IRCs in In-Demand Fields
One field that is offering IRCs in many Kansas high schools and colleges is climate and energy control. Up to 40% of our nation’s energy use is in large buildings, and due to COVID, there is now an increased focus on indoor air quality. This is an industry where technicians can’t be trained fast enough to keep up with the job growth forecast for the next decade. In most cases, this industry training can be completed in two years or less, possibly even concurrently with high school courses.
Today, there are more and more high-wage, high-demand occupations in career and technical education (CTE) fields that require some post-secondary training, but most don’t require a four-year degree to get started. A few fields that are already offering IRC training in some Kansas high schools include:
- Construction and building trades
- Automotive technology
These IRCs can help open the door to opportunity for workers at a young age. Plus, the experience of gaining these credentials gives students connections with business and industry professionals that will prepare them for actual employment and can provide them with career mentors.

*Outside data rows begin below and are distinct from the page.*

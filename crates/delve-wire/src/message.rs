use std::collections::HashSet;

use chrono::{DateTime, Utc};
use serde::{Deserialize, Serialize};

use delve_types::{Message, MessageRole, Session, Source, Step};

use crate::{ReportFrame, SourceFrame, StepFrame};

#[derive(Debug, Clone, PartialEq, Serialize, Deserialize)]
#[serde(rename_all = "camelCase")]
pub struct WireMessageMetadata {
    pub progress: u8,
    pub is_deep_search_initiated: bool,
}

#[derive(Debug, Clone, PartialEq, Serialize, Deserialize)]
#[serde(tag = "type")]
pub enum WirePart {
    #[serde(rename = "data-progress")]
    Progress { data: WireMessageMetadata },
    #[serde(rename = "data-report")]
    Report { data: ReportFrame },
    #[serde(rename = "data-step")]
    Step { id: String, data: StepFrame },
    #[serde(rename = "data-source")]
    Source { id: String, data: SourceFrame },
    #[serde(rename = "text")]
    Text { text: String },
}

/// A stored message rebuilt into the client-facing part list.
#[derive(Debug, Clone, PartialEq, Serialize, Deserialize)]
#[serde(rename_all = "camelCase")]
pub struct WireMessage {
    pub id: String,
    pub role: MessageRole,
    pub metadata: WireMessageMetadata,
    pub parts: Vec<WirePart>,
}

impl WireMessage {
    /// Part order: progress summary, report, steps in dispatch order,
    /// url-deduplicated sources, then the final text.
    pub fn assemble(message: &Message, steps: &[Step], sources: &[Source]) -> Self {
        let mut ordered_steps = steps.iter().collect::<Vec<_>>();
        ordered_steps.sort_by_key(|step| step.order);

        let has_deep_search_data = !steps.is_empty() || !sources.is_empty();
        let mut parts = Vec::new();
        if has_deep_search_data && message.is_deep_search_initiated {
            parts.push(WirePart::Progress {
                data: WireMessageMetadata {
                    progress: message.progress,
                    is_deep_search_initiated: true,
                },
            });
        }
        if let Some(report) = ordered_steps.iter().copied().find_map(Step::report_text) {
            parts.push(WirePart::Report {
                data: ReportFrame {
                    report_text: report.to_string(),
                },
            });
        }
        for step in &ordered_steps {
            parts.push(WirePart::Step {
                id: step.id.clone(),
                data: StepFrame::from_step(step, sources),
            });
        }
        for source in dedup_sources_by_url(sources) {
            parts.push(WirePart::Source {
                id: source.id.clone(),
                data: SourceFrame::from(source),
            });
        }
        parts.push(WirePart::Text {
            text: message.content.clone(),
        });

        Self {
            id: message.id.clone(),
            role: message.role,
            metadata: WireMessageMetadata {
                progress: message.progress,
                is_deep_search_initiated: has_deep_search_data || message.is_deep_search_initiated,
            },
            parts,
        }
    }

    pub fn text(&self) -> &str {
        self.parts
            .iter()
            .rev()
            .find_map(|part| match part {
                WirePart::Text { text } => Some(text.as_str()),
                _ => None,
            })
            .unwrap_or_default()
    }
}

/// Keeps the first source seen for each url, preserving order.
pub fn dedup_sources_by_url(sources: &[Source]) -> Vec<&Source> {
    let mut seen = HashSet::new();
    let mut unique = Vec::new();
    for source in sources {
        if seen.insert(source.url.as_str()) {
            unique.push(source);
        }
    }
    unique
}

#[derive(Debug, Clone, Serialize, Deserialize)]
#[serde(rename_all = "camelCase")]
pub struct WireSession {
    pub id: String,
    pub title: String,
    pub active_stream_id: Option<String>,
    pub created_at: DateTime<Utc>,
    pub updated_at: DateTime<Utc>,
    #[serde(default, skip_serializing_if = "Option::is_none")]
    pub last_message: Option<String>,
    #[serde(default, skip_serializing_if = "Vec::is_empty")]
    pub messages: Vec<WireMessage>,
}

impl WireSession {
    pub fn summary(session: &Session, last_message: Option<&Message>) -> Self {
        Self {
            id: session.id.clone(),
            title: session.title.clone(),
            active_stream_id: session.active_stream_id.clone(),
            created_at: session.created_at,
            updated_at: session.updated_at,
            last_message: last_message.map(|m| m.content.clone()),
            messages: Vec::new(),
        }
    }

    pub fn with_messages(session: &Session, messages: Vec<WireMessage>) -> Self {
        Self {
            messages,
            ..Self::summary(session, None)
        }
    }
}

#[cfg(test)]
mod tests {
    use super::*;
    use delve_types::StepType;
    use serde_json::json;

    fn step(id: &str, step_type: StepType, order: u64) -> Step {
        let output = if step_type == StepType::Report {
            json!({"report": "full report"})
        } else {
            json!({})
        };
        Step {
            id: id.to_string(),
            message_id: "m1".to_string(),
            step_type,
            reasoning_text: format!("reasoning {id}"),
            input: json!({}),
            output,
            order,
            created_at: Utc::now(),
        }
    }

    fn source(id: &str, step_id: &str, url: &str) -> Source {
        Source {
            id: id.to_string(),
            step_id: step_id.to_string(),
            url: url.to_string(),
            name: id.to_string(),
            content: "snippet".to_string(),
            favicon: String::new(),
            images: Vec::new(),
        }
    }

    fn assistant(deep: bool) -> Message {
        let mut message = Message::assistant_placeholder("s1");
        message.content = "final answer".to_string();
        message.progress = 100;
        message.is_deep_search_initiated = deep;
        message
    }

    #[test]
    fn duplicate_urls_render_once() {
        let steps = vec![
            step("st1", StepType::Search, 1),
            step("st2", StepType::Search, 2),
        ];
        let sources = vec![
            source("a", "st1", "https://same.example"),
            source("b", "st2", "https://same.example"),
            source("c", "st2", "https://other.example"),
        ];
        let wire = WireMessage::assemble(&assistant(true), &steps, &sources);
        let urls = wire
            .parts
            .iter()
            .filter_map(|part| match part {
                WirePart::Source { data, .. } => Some(data.url.as_str()),
                _ => None,
            })
            .collect::<Vec<_>>();
        assert_eq!(urls, vec!["https://same.example", "https://other.example"]);
    }

    #[test]
    fn parts_follow_replay_order() {
        let steps = vec![
            step("report", StepType::Report, 3),
            step("analysis", StepType::Analysis, 0),
            step("search", StepType::Search, 1),
        ];
        let sources = vec![source("a", "search", "https://a.example")];
        let wire = WireMessage::assemble(&assistant(true), &steps, &sources);
        let kinds = wire
            .parts
            .iter()
            .map(|part| match part {
                WirePart::Progress { .. } => "progress".to_string(),
                WirePart::Report { .. } => "report".to_string(),
                WirePart::Step { id, .. } => format!("step:{id}"),
                WirePart::Source { .. } => "source".to_string(),
                WirePart::Text { .. } => "text".to_string(),
            })
            .collect::<Vec<_>>();
        assert_eq!(
            kinds,
            vec![
                "progress",
                "report",
                "step:analysis",
                "step:search",
                "step:report",
                "source",
                "text"
            ]
        );
        assert_eq!(wire.text(), "final answer");
    }

    #[test]
    fn plain_message_has_only_text() {
        let wire = WireMessage::assemble(&assistant(false), &[], &[]);
        assert_eq!(wire.parts.len(), 1);
        assert!(!wire.metadata.is_deep_search_initiated);
    }

    #[test]
    fn steps_mark_message_as_deep_search_in_metadata() {
        let steps = vec![step("analysis", StepType::Analysis, 0)];
        let wire = WireMessage::assemble(&assistant(false), &steps, &[]);
        assert!(wire.metadata.is_deep_search_initiated);
        assert!(!wire
            .parts
            .iter()
            .any(|part| matches!(part, WirePart::Progress { .. })));
    }
}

Once hired, many companies offer tuition reimbursement programs for employees seeking to complete a four-year degree. Therefore, if an employee wants to build upon what they’ve learned to later complete a college degree program, that opportunity is still there, but now with added financial assistance from the employer.
Want to learn how your child can add an IRC to their high school diploma to show they’re prepared for a real-world job? Visit with your school counselor and check out the opportunities offered by your high school and the community and technical colleges in your area. The opportunities available today at many Kansas high schools will astound you.